Hablaba siempre por Dios y de Dios

Cuando [San Nicolás de Tolentino] subía al púlpito, la sola vista de su rostro angelical y austero cautivaba el auditorio, dominándolo de tal suerte, que todos permanecían profundamente recogidos, silenciosos y como pendientes de sus labios. […]

El poder de su elocuencia era tal, que se podía dar por moralmente segura la conversión de un pecador desde el momento en que se le pudiera reducir a escuchar al siervo de Dios; así como segura podía juzgarse la vuelta de los desgraciados herejes a la verdadera fe; siéndoles imposible resistir a sus acentos de fuego, que les hacían acudir en tropel a renunciar a su vida licenciosa y falsas creencias. […]

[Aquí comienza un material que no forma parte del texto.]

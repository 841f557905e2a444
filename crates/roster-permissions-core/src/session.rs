// Copyright (c) 2025 Geoffrey Huntley <ghuntley@ghuntley.com>. All rights reserved.
// SPDX-License-Identifier: Proprietary

//! Session-scoped impersonation state.
//!
//! The state is owned by the session, not by a tenant. It is passed
//! explicitly into every check so gating stays a pure function of its inputs.

use chrono::{DateTime, Utc};
use serde::{Deserialize, Serialize};

use crate::types::CompanyId;

/// Whether a session is currently acting as a tenant company.
#[derive(Debug, Clone, Copy, Default, PartialEq, Eq, Serialize, Deserialize)]
pub struct ImpersonationState {
	pub is_impersonating: bool,
	pub acting_as_company_id: Option<CompanyId>,
	pub started_at: Option<DateTime<Utc>>,
}

impl ImpersonationState {
	/// A session acting under its own identity.
	pub fn inactive() -> Self {
		Self::default()
	}

	/// A session that started impersonating `company_id` now.
	pub fn started(company_id: CompanyId) -> Self {
		Self::started_at(company_id, Utc::now())
	}

	pub fn started_at(company_id: CompanyId, started_at: DateTime<Utc>) -> Self {
		Self {
			is_impersonating: true,
			acting_as_company_id: Some(company_id),
			started_at: Some(started_at),
		}
	}

	/// Time spent impersonating so far, if active.
	pub fn elapsed(&self) -> Option<chrono::Duration> {
		if !self.is_impersonating {
			return None;
		}
		self.started_at.map(|s| Utc::now() - s)
	}
}

#[cfg(test)]
mod tests {
	use super::*;

	#[test]
	fn default_is_inactive() {
		let state = ImpersonationState::default();
		assert!(!state.is_impersonating);
		assert!(state.acting_as_company_id.is_none());
		assert!(state.elapsed().is_none());
	}

	#[test]
	fn started_records_company_and_time() {
		let company = CompanyId::generate();
		let state = ImpersonationState::started(company);
		assert!(state.is_impersonating);
		assert_eq!(state.acting_as_company_id, Some(company));
		assert!(state.elapsed().unwrap().num_milliseconds() >= 0);
	}
}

El amor a Dios, a la Iglesia y a las almas, el odio a la maldad eran las únicas pasiones de esta gran alma. Olvidado de sí mismo, despreciando la gloria del mundo y buscando tan sólo la de Dios, Nicolás no se inquietaba por los juicios de los hombres. Ni las calumnias, ni las injurias, ni las amenazas eran capaces de intimidarlo ni detenerlo: cumplía su deber sin temor de ningún género, y flagelaba públicamente el vicio y la herejía. Hablando siempre por Dios y de Dios, a él no le intimidaban ni el mundo ni el infierno.

TONNA-BARTHET, OSA, Antonino M.
«Vida de San Nicolás de Tolentino».
Madrid: Gregorio del Amo, 1901, pp. 113-115.